Sticking to the trusted methods of line and length, Holder starred in the victory at the Ageas Bowl, with his medium pace returning figures of 6-42 in England’s first innings.
It was also a continuation of a stellar run: in Tests Holder has averaged 41.11 with the bat and 14.08 with the ball since the start of 2018. During this period, he’s also picked up a Test double-hundred and taken six five-wicket hauls. Against every side he has faced in the period, he’s averaged less than 20 with the ball, leading to him sitting on top of the tree of ICC’s rankings for Test all-rounders, beating out England’s Ben Stokes.
With England having showed their appetite for a bit of extra pace in the first Test with the inclusion of both Jofra Archer and Mark Wood, host Yas Rana pressed Wisden Cricket Monthly editor-in-chief Phil Walker with an interesting question.
Yas Rana: Phil, I’m going to ask you a potentially ridiculous question. You described Jason Holder as someone who’s emerging into somewhat of a modern-day great. How many Test matches do you reckon he would have played if he were English? Because I genuinely think it might not have been many, if any. He bowls 80 miles per hour. England, aside from Anderson and Broad, are clearly after pace bowlers. Would he have even gotten an opportunity if he were English?
Phil Walker: I can see where you’re going with it, and certainly the modern trend is to ignore the likes of Ollie Robinson, whose first-class record is outrageous and who bowled brilliantly, I thought, in the trial game the other week, in favour of pace. But I also think that’s a relatively modern trend in English cricket. The bowlers who have done it historically are traditionally those kiss-the-pitch and hit-the-top-of-off stump bowlers. There is a push towards extreme pace and an understandable one when you have, in Mark Wood, probably the second-fastest bowler in the world after Mitchell Starc. I can understand the thinking of why they went with this pace attack. Personally, I would have played Broad. I think the game showed you needed Broad on a pitch like that and I would have personally held Wood back for Old Trafford, where you do get that bit of extra nip and extra bounce and zip.

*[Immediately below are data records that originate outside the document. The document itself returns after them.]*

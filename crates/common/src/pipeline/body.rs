//! Body wrappers that keep a bounded copy of what passes through

use crate::capture::CapturedBody;
use axum::body::{Body, Bytes};
use axum::http::{header, HeaderMap};
use http_body::{Body as HttpBody, Frame, SizeHint};
use http_body_util::BodyExt;
use std::collections::VecDeque;
use std::pin::Pin;
use std::task::{Context, Poll};
use tokio::sync::oneshot;

/// Appends up to `limit` bytes of the chunks it sees and counts all of them
#[derive(Debug)]
struct Recorder {
    kept: Vec<u8>,
    size: usize,
    limit: Option<usize>,
}

impl Recorder {
    fn new(limit: Option<usize>) -> Self {
        Self {
            kept: Vec::new(),
            size: 0,
            limit,
        }
    }

    fn observe(&mut self, chunk: &[u8]) {
        self.size = self.size.saturating_add(chunk.len());
        let room = match self.limit {
            Some(limit) => limit.saturating_sub(self.kept.len()),
            None => chunk.len(),
        };
        self.kept.extend_from_slice(&chunk[..chunk.len().min(room)]);
    }

    /// Past the limit, so nothing more will be kept
    fn saturated(&self) -> bool {
        matches!(self.limit, Some(limit) if self.size > limit)
    }

    fn finish(self) -> CapturedBody {
        CapturedBody {
            kept: Bytes::from(self.kept),
            size: self.size,
        }
    }
}

/// Read a request body until it ends or passes `limit`.
///
/// Returns what was kept and a body that replays the frames already read
/// before continuing with the rest. When the body was not read to the end,
/// its size comes from `Content-Length` if that is larger.
pub async fn read_prefix(
    mut body: Body,
    limit: Option<usize>,
    headers: &HeaderMap,
) -> Result<(CapturedBody, Body), axum::Error> {
    let mut recorder = Recorder::new(limit);
    let mut frames = VecDeque::new();
    let mut finished = false;

    while !recorder.saturated() {
        match body.frame().await {
            Some(frame) => {
                let frame = frame?;
                if let Some(data) = frame.data_ref() {
                    recorder.observe(data);
                }
                frames.push_back(frame);
            }
            None => {
                finished = true;
                break;
            }
        }
    }

    let mut captured = recorder.finish();
    if !finished {
        if let Some(declared) = content_length(headers) {
            captured.size = captured.size.max(declared);
        }
    }

    let remaining = if finished { None } else { Some(body) };
    Ok((captured, Body::new(PrefixedBody { frames, remaining })))
}

fn content_length(headers: &HeaderMap) -> Option<usize> {
    headers
        .get(header::CONTENT_LENGTH)?
        .to_str()
        .ok()?
        .parse()
        .ok()
}

/// Frames read ahead, then whatever is left of the original body
struct PrefixedBody {
    frames: VecDeque<Frame<Bytes>>,
    remaining: Option<Body>,
}

impl HttpBody for PrefixedBody {
    type Data = Bytes;
    type Error = axum::Error;

    fn poll_frame(
        self: Pin<&mut Self>,
        cx: &mut Context<'_>,
    ) -> Poll<Option<Result<Frame<Self::Data>, Self::Error>>> {
        let this = self.get_mut();
        if let Some(frame) = this.frames.pop_front() {
            return Poll::Ready(Some(Ok(frame)));
        }
        match this.remaining.as_mut() {
            Some(body) => Pin::new(body).poll_frame(cx),
            None => Poll::Ready(None),
        }
    }

    fn is_end_stream(&self) -> bool {
        self.frames.is_empty()
            && self
                .remaining
                .as_ref()
                .map_or(true, HttpBody::is_end_stream)
    }

    fn size_hint(&self) -> SizeHint {
        let buffered: u64 = self
            .frames
            .iter()
            .filter_map(Frame::data_ref)
            .map(|data| data.len() as u64)
            .sum();
        match &self.remaining {
            None => SizeHint::with_exact(buffered),
            Some(body) => {
                let rest = body.size_hint();
                let mut hint = SizeHint::new();
                hint.set_lower(rest.lower().saturating_add(buffered));
                if let Some(upper) = rest.upper() {
                    hint.set_upper(upper.saturating_add(buffered));
                }
                hint
            }
        }
    }
}

/// Passes every frame through untouched and reports the kept copy once the
/// body is finished or dropped
pub struct TeeBody {
    inner: Body,
    recorder: Option<Recorder>,
    done: Option<oneshot::Sender<CapturedBody>>,
}

impl TeeBody {
    pub fn new(inner: Body, limit: Option<usize>) -> (Self, oneshot::Receiver<CapturedBody>) {
        let (done, receiver) = oneshot::channel();
        (
            Self {
                inner,
                recorder: Some(Recorder::new(limit)),
                done: Some(done),
            },
            receiver,
        )
    }

    fn complete(&mut self) {
        if let (Some(recorder), Some(done)) = (self.recorder.take(), self.done.take()) {
            // Receiver gone means nobody wants the capture any more
            let _ = done.send(recorder.finish());
        }
    }
}

impl HttpBody for TeeBody {
    type Data = Bytes;
    type Error = axum::Error;

    fn poll_frame(
        self: Pin<&mut Self>,
        cx: &mut Context<'_>,
    ) -> Poll<Option<Result<Frame<Self::Data>, Self::Error>>> {
        let this = self.get_mut();
        let polled = Pin::new(&mut this.inner).poll_frame(cx);
        match &polled {
            Poll::Ready(Some(Ok(frame))) => {
                if let (Some(data), Some(recorder)) = (frame.data_ref(), this.recorder.as_mut()) {
                    recorder.observe(data);
                }
            }
            Poll::Ready(Some(Err(_))) | Poll::Ready(None) => this.complete(),
            Poll::Pending => {}
        }
        polled
    }

    fn is_end_stream(&self) -> bool {
        self.inner.is_end_stream()
    }

    fn size_hint(&self) -> SizeHint {
        self.inner.size_hint()
    }
}

impl Drop for TeeBody {
    fn drop(&mut self) {
        self.complete();
    }
}
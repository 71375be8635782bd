//! In-process cache store

use super::CacheStore;
use crate::errors::Result;
use async_trait::async_trait;
use dashmap::DashMap;
use std::time::{Duration, Instant};

struct Entry {
    value: String,
    expires_at: Option<Instant>,
}

impl Entry {
    fn is_live(&self, now: Instant) -> bool {
        self.expires_at.map_or(true, |at| at > now)
    }
}

/// Concurrent map with lazy expiry on read
#[derive(Default)]
pub struct MemoryCache {
    entries: DashMap<String, Entry>,
}

impl MemoryCache {
    pub fn new() -> Self {
        Self::default()
    }

    /// Number of stored entries, expired ones included until next touched
    pub fn len(&self) -> usize {
        self.entries.len()
    }

    pub fn is_empty(&self) -> bool {
        self.entries.is_empty()
    }
}

#[async_trait]
impl CacheStore for MemoryCache {
    async fn get(&self, key: &str) -> Result<Option<String>> {
        let now = Instant::now();
        if let Some(entry) = self.entries.get(key) {
            if entry.is_live(now) {
                return Ok(Some(entry.value.clone()));
            }
        }
        self.entries.remove_if(key, |_, entry| !entry.is_live(now));
        Ok(None)
    }

    async fn set(&self, key: &str, value: &str, ttl: Duration) -> Result<()> {
        self.entries.insert(
            key.to_string(),
            Entry {
                value: value.to_string(),
                expires_at: Some(Instant::now() + ttl),
            },
        );
        Ok(())
    }

    async fn delete(&self, key: &str) -> Result<()> {
        self.entries.remove(key);
        Ok(())
    }

    async fn incr(&self, key: &str) -> Result<i64> {
        let mut entry = self.entries.entry(key.to_string()).or_insert_with(|| Entry {
            value: "0".to_string(),
            expires_at: None,
        });
        let next = entry.value.parse::<i64>().unwrap_or(0) + 1;
        entry.value = next.to_string();
        entry.expires_at = None;
        Ok(next)
    }
}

In answer to your specific question: Jason Holder was an outstanding teenage cricketer, he was already the main man for the West Indies Under-19 side and beat England pretty much on his own when he played against them 10 years ago. I think, considering everything he has to offer, his intelligence as well as his skill, I think he would have played a lot of cricket for England as well.